Don't even get me started about pregnancy/parenting online forums. I read them a lot. And there are some very supportive groups out there. But some seem to be the front-lines of the mommy war. Cloth vs. disposable. Breast vs. pumping vs. formula. Med-free vs. epidural vs. c-section. Co-sleeping. Circumcision. These are all such hot-button issues. They are important issues, but much more so on an individual level. Not everyone needs to agree. How is it that someone can get so fired up about a complete stranger's choice? Why do you care that User578 chooses to push her baby in a stroller instead of wearing her?

As parents, we do the best we can. We all love our children and we do what feels right and natural for us and our families. We should celebrate that, and support each other... Commend each other on our abilities to keep our families alive and (hopefully) thriving. Not judge each other after individual life experiences brought us to different conclusions on the way to nurture our children.

I am proud of my pregnancy, my birth, and my parenting. But just because I am proud and talk about them excitedly doesn't mean I expect everyone to want to do it the same way I did or do. It doesn't mean that I think less of you because you did/do it differently. I try to be so respectful of that!

I try not to judge others, but I'm human too. I am at least pretty cognizant of it, and it stays in my head (or at most shared with my husband as a discussion on what I do not want to do in our parenting). I would never dream of admonishing a complete stranger about their parenting choices.

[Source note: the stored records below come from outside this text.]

use argon2::password_hash::{PasswordHash, PasswordHasher, PasswordVerifier, SaltString};
use argon2::Argon2;
use rand::RngCore;

use crate::error::AppError;

pub const MIN_PASSWORD_LENGTH: usize = 6;

/// Hashes with argon2id and a fresh random salt, returning a PHC string.
pub fn hash_password(password: &str) -> Result<String, AppError> {
    let mut salt = [0u8; 16];
    rand::thread_rng().fill_bytes(&mut salt);
    let salt = SaltString::encode_b64(&salt).map_err(|e| AppError::Internal(e.to_string()))?;
    Argon2::default()
        .hash_password(password.as_bytes(), &salt)
        .map(|hash| hash.to_string())
        .map_err(|e| AppError::Internal(e.to_string()))
}

pub fn verify_password(password: &str, hash: &str) -> Result<bool, AppError> {
    let parsed = PasswordHash::new(hash).map_err(|e| AppError::Internal(e.to_string()))?;
    Ok(Argon2::default()
        .verify_password(password.as_bytes(), &parsed)
        .is_ok())
}

/// One message per unmet rule; empty when the password is acceptable.
pub fn policy_violations(password: &str) -> Vec<String> {
    let mut violations = Vec::new();
    if password.chars().count() < MIN_PASSWORD_LENGTH {
        violations.push(format!(
            "Passwords must be at least {MIN_PASSWORD_LENGTH} characters."
        ));
    }
    if password.chars().all(char::is_alphanumeric) {
        violations.push("Passwords must have at least one non alphanumeric character.".to_string());
    }
    if !password.chars().any(|c| c.is_ascii_digit()) {
        violations.push("Passwords must have at least one digit ('0'-'9').".to_string());
    }
    if !password.chars().any(|c| c.is_ascii_lowercase()) {
        violations.push("Passwords must have at least one lowercase ('a'-'z').".to_string());
    }
    if !password.chars().any(|c| c.is_ascii_uppercase()) {
        violations.push("Passwords must have at least one uppercase ('A'-'Z').".to_string());
    }
    violations
}
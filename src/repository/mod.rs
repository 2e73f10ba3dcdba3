use validator::Validate;

use crate::models::todo::{NewTodo, TodoChanges, TodoItem};
use crate::models::user::{NewUser, User};

pub mod database;
pub mod memory;
pub mod schema;

#[derive(Debug, thiserror::Error)]
pub enum RepositoryError {
    #[error("record conflicts with an existing one: {0}")]
    Conflict(String),
    #[error("constraint violated: {0}")]
    Constraint(String),
    #[error("connection pool error: {0}")]
    Pool(String),
    #[error("query failed: {0}")]
    Query(String),
    #[error("migration failed: {0}")]
    Migration(String),
}

/// Checks a row against the column widths before it is written.
pub(crate) fn check_widths(row: &impl Validate) -> Result<(), RepositoryError> {
    row.validate()
        .map_err(|e| RepositoryError::Constraint(format!("value too long: {e}")))
}

/// Todo persistence. Every lookup is scoped to the owning user.
pub trait TodoRepository: Send + Sync {
    /// The owner's todos ordered by id.
    fn list_todos(&self, owner: &str) -> Result<Vec<TodoItem>, RepositoryError>;

    fn find_todo(&self, owner: &str, id: i32) -> Result<Option<TodoItem>, RepositoryError>;

    fn insert_todo(&self, todo: NewTodo) -> Result<TodoItem, RepositoryError>;

    fn update_todo(
        &self,
        owner: &str,
        id: i32,
        changes: TodoChanges,
    ) -> Result<Option<TodoItem>, RepositoryError>;

    /// Flips `is_completed` in one step and returns the new state.
    fn toggle_todo(&self, owner: &str, id: i32) -> Result<Option<TodoItem>, RepositoryError>;

    /// Returns whether a row was removed.
    fn delete_todo(&self, owner: &str, id: i32) -> Result<bool, RepositoryError>;
}

pub trait UserRepository: Send + Sync {
    fn insert_user(&self, user: NewUser) -> Result<User, RepositoryError>;

    fn find_user_by_email(&self, normalized_email: &str) -> Result<Option<User>, RepositoryError>;

    fn find_user_by_id(&self, id: &str) -> Result<Option<User>, RepositoryError>;
}

pub trait Store: TodoRepository + UserRepository {}

impl<T: TodoRepository + UserRepository> Store for T {}
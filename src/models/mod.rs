pub mod schedule;
pub mod todo;
pub mod user;
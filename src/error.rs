use actix_web::error::BlockingError;
use actix_web::http::StatusCode;
use actix_web::{HttpResponse, ResponseError};
use serde::{Deserialize, Serialize};
use utoipa::ToSchema;
use validator::ValidationErrors;

use crate::models::schedule::ScheduleError;
use crate::repository::RepositoryError;

pub const INTERNAL_ERROR_MESSAGE: &str = "An unexpected error occurred";

#[derive(Debug, Serialize, Deserialize, ToSchema)]
pub struct ErrorBody {
    pub error: String,
}

#[derive(Debug, thiserror::Error)]
pub enum AppError {
    #[error("{0}")]
    Validation(String),
    /// Several independent validation failures, reported together.
    #[error("{}", .0.join(" "))]
    Rejected(Vec<String>),
    #[error("Invalid credentials")]
    InvalidCredentials,
    #[error("Todo not found")]
    TodoNotFound,
    #[error("Unauthorized")]
    Unauthorized,
    #[error("Invalid antiforgery token")]
    Antiforgery,
    #[error(transparent)]
    Repository(#[from] RepositoryError),
    #[error("{0}")]
    Internal(String),
}

impl AppError {
    /// Errors whose message must not reach clients outside development.
    pub fn is_internal(&self) -> bool {
        matches!(
            self,
            AppError::Internal(_)
                | AppError::Repository(RepositoryError::Pool(_))
                | AppError::Repository(RepositoryError::Query(_))
                | AppError::Repository(RepositoryError::Migration(_))
        )
    }

    pub fn client_message(&self) -> String {
        match self {
            AppError::Repository(RepositoryError::Conflict(_)) => "Record already exists.".to_string(),
            AppError::Repository(RepositoryError::Constraint(_)) => {
                "Request violates a data constraint.".to_string()
            }
            err if err.is_internal() => INTERNAL_ERROR_MESSAGE.to_string(),
            err => err.to_string(),
        }
    }
}

impl From<ScheduleError> for AppError {
    fn from(err: ScheduleError) -> Self {
        AppError::Validation(err.to_string())
    }
}

/// Messages of failed field rules, ordered by field name.
pub fn validation_messages(errors: &ValidationErrors) -> Vec<String> {
    let mut fields: Vec<_> = errors.field_errors().into_iter().collect();
    fields.sort_by(|(a, _), (b, _)| a.cmp(b));
    fields
        .into_iter()
        .flat_map(|(_, errors)| errors.iter())
        .map(|error| match &error.message {
            Some(message) => message.to_string(),
            None => format!("Invalid value ({}).", error.code),
        })
        .collect()
}

impl From<ValidationErrors> for AppError {
    fn from(errors: ValidationErrors) -> Self {
        AppError::Validation(validation_messages(&errors).join(" "))
    }
}

impl From<BlockingError> for AppError {
    fn from(err: BlockingError) -> Self {
        AppError::Internal(err.to_string())
    }
}

impl ResponseError for AppError {
    fn status_code(&self) -> StatusCode {
        match self {
            AppError::Validation(_)
            | AppError::Rejected(_)
            | AppError::InvalidCredentials
            | AppError::Antiforgery
            | AppError::Repository(RepositoryError::Constraint(_)) => StatusCode::BAD_REQUEST,
            AppError::Repository(RepositoryError::Conflict(_)) => StatusCode::CONFLICT,
            AppError::TodoNotFound => StatusCode::NOT_FOUND,
            AppError::Unauthorized => StatusCode::UNAUTHORIZED,
            AppError::Repository(_) | AppError::Internal(_) => StatusCode::INTERNAL_SERVER_ERROR,
        }
    }

    fn error_response(&self) -> HttpResponse {
        if self.is_internal() {
            tracing::error!(error = %self, "request failed");
        }
        let mut response = HttpResponse::build(self.status_code());
        match self {
            AppError::Rejected(messages) => response.json(messages),
            err => response.json(ErrorBody {
                error: err.client_message(),
            }),
        }
    }
}

#[cfg(test)]
mod tests {
    use super::*;
    use actix_web::body::to_bytes;

    #[test]
    fn maps_errors_to_statuses() {
        assert_eq!(AppError::TodoNotFound.status_code(), StatusCode::NOT_FOUND);
        assert_eq!(AppError::Unauthorized.status_code(), StatusCode::UNAUTHORIZED);
        assert_eq!(
            AppError::from(ScheduleError::Incomplete).status_code(),
            StatusCode::BAD_REQUEST
        );
        assert_eq!(
            AppError::Repository(RepositoryError::Pool("down".into())).status_code(),
            StatusCode::INTERNAL_SERVER_ERROR
        );
    }

    #[derive(validator::Validate)]
    struct Profile {
        #[validate(length(max = 3, message = "Nickname is too long."))]
        nickname: String,
        #[validate(length(min = 1, message = "Bio is required."))]
        bio: String,
    }

    #[test]
    fn failed_field_rules_become_bad_requests() {
        use validator::Validate;

        let profile = Profile {
            nickname: "abcd".to_string(),
            bio: String::new(),
        };
        let err = profile.validate().unwrap_err();
        assert_eq!(
            validation_messages(&err),
            vec!["Bio is required.", "Nickname is too long."]
        );
        let err = AppError::from(err);
        assert_eq!(err.status_code(), StatusCode::BAD_REQUEST);
        assert_eq!(err.to_string(), "Bio is required. Nickname is too long.");
    }

    #[actix_web::test]
    async fn hides_internal_details() {
        let response =
            AppError::Repository(RepositoryError::Query("relation missing".into())).error_response();
        let body = to_bytes(response.into_body()).await.unwrap();
        let body: ErrorBody = serde_json::from_slice(&body).unwrap();
        assert_eq!(body.error, INTERNAL_ERROR_MESSAGE);
    }

    #[actix_web::test]
    async fn rejected_errors_are_a_list() {
        let response =
            AppError::Rejected(vec!["one".to_string(), "two".to_string()]).error_response();
        let body = to_bytes(response.into_body()).await.unwrap();
        let body: Vec<String> = serde_json::from_slice(&body).unwrap();
        assert_eq!(body, vec!["one", "two"]);
    }
}
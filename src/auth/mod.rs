use std::future::{ready, Ready};

use actix_web::cookie::{Cookie, CookieJar, Key, SameSite};
use actix_web::dev::{Payload, ServiceRequest};
use actix_web::{web, FromRequest, HttpMessage, HttpRequest};

use crate::error::AppError;

pub mod csrf;
pub mod password;
pub mod session;

pub use session::Identity;

/// Cookie crypto and policy shared by the session and antiforgery layers.
#[derive(Clone)]
pub struct AuthSettings {
    key: Key,
    secure: bool,
    session_lifetime: chrono::Duration,
}

impl AuthSettings {
    pub fn new(secret: Option<&str>, secure: bool) -> Self {
        let key = match secret {
            Some(secret) => Key::derive_from(secret.as_bytes()),
            None => {
                tracing::warn!("AUTH_SECRET is not set, sessions will not survive a restart");
                Key::generate()
            }
        };
        Self {
            key,
            secure,
            session_lifetime: chrono::Duration::days(7),
        }
    }

    fn cookie(&self, name: &'static str, value: String, http_only: bool) -> Cookie<'static> {
        Cookie::build(name, value)
            .path("/")
            .http_only(http_only)
            .same_site(SameSite::Lax)
            .secure(self.secure)
            .finish()
    }

    /// Encrypts and authenticates the cookie value.
    fn seal(&self, cookie: Cookie<'static>) -> Result<Cookie<'static>, AppError> {
        let name = cookie.name().to_string();
        let mut jar = CookieJar::new();
        jar.private_mut(&self.key).add(cookie);
        jar.get(&name)
            .cloned()
            .ok_or_else(|| AppError::Internal(format!("failed to seal cookie {name}")))
    }

    /// `None` when the cookie was tampered with or sealed under another key.
    fn open(&self, cookie: Cookie<'static>) -> Option<Cookie<'static>> {
        let jar = CookieJar::new();
        jar.private(&self.key).decrypt(cookie)
    }
}

fn auth_settings(req: &ServiceRequest) -> Result<web::Data<AuthSettings>, AppError> {
    req.app_data::<web::Data<AuthSettings>>()
        .cloned()
        .ok_or_else(|| AppError::Internal("auth settings are not registered".to_string()))
}

/// Extractor for handlers that require a signed-in user; rejects with 401.
#[derive(Debug, Clone)]
pub struct AuthenticatedUser(pub Identity);

impl AuthenticatedUser {
    pub fn id(&self) -> &str {
        &self.0.user_id
    }
}

impl FromRequest for AuthenticatedUser {
    type Error = AppError;
    type Future = Ready<Result<Self, Self::Error>>;

    fn from_request(req: &HttpRequest, _: &mut Payload) -> Self::Future {
        let identity = req.extensions().get::<Identity>().cloned();
        ready(identity.map(AuthenticatedUser).ok_or(AppError::Unauthorized))
    }
}
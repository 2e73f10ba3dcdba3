use tracing_bunyan_formatter::{BunyanFormattingLayer, JsonStorageLayer};
use tracing_subscriber::prelude::*;
use tracing_subscriber::{EnvFilter, Registry};

/// Installs the global subscriber: bunyan JSON on stdout, filtered by `RUST_LOG`.
///
/// `log` records (actix's access logger among them) are forwarded into the
/// same pipeline.
pub fn init(app_name: &str) -> anyhow::Result<()> {
    let env_filter = EnvFilter::try_from_default_env().unwrap_or_else(|_| EnvFilter::new("info"));
    let formatting_layer = BunyanFormattingLayer::new(app_name.to_string(), std::io::stdout);
    Registry::default()
        .with(env_filter)
        .with(JsonStorageLayer)
        .with(formatting_layer)
        .try_init()?;
    Ok(())
}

There are choices that I don't understand and may joke about... like the story about the woman who carried her placenta around attached to her baby for 6 days... and had to open the window because of the smell... Argh! Too extreme for me. But here's the thing... If you're my friend, and carrying that placenta around for 6 days was really an important step for you, I would support you 98% (assuming it's not unsafe). Only 1% would try to talk you out of it and the other 1% would probably be gagging. But that's the thing... what's right for you might not be right for me and vice versa. I'll respect it. I would be supportive, but definitely supportive upwind of wherever you are with that stinky placenta.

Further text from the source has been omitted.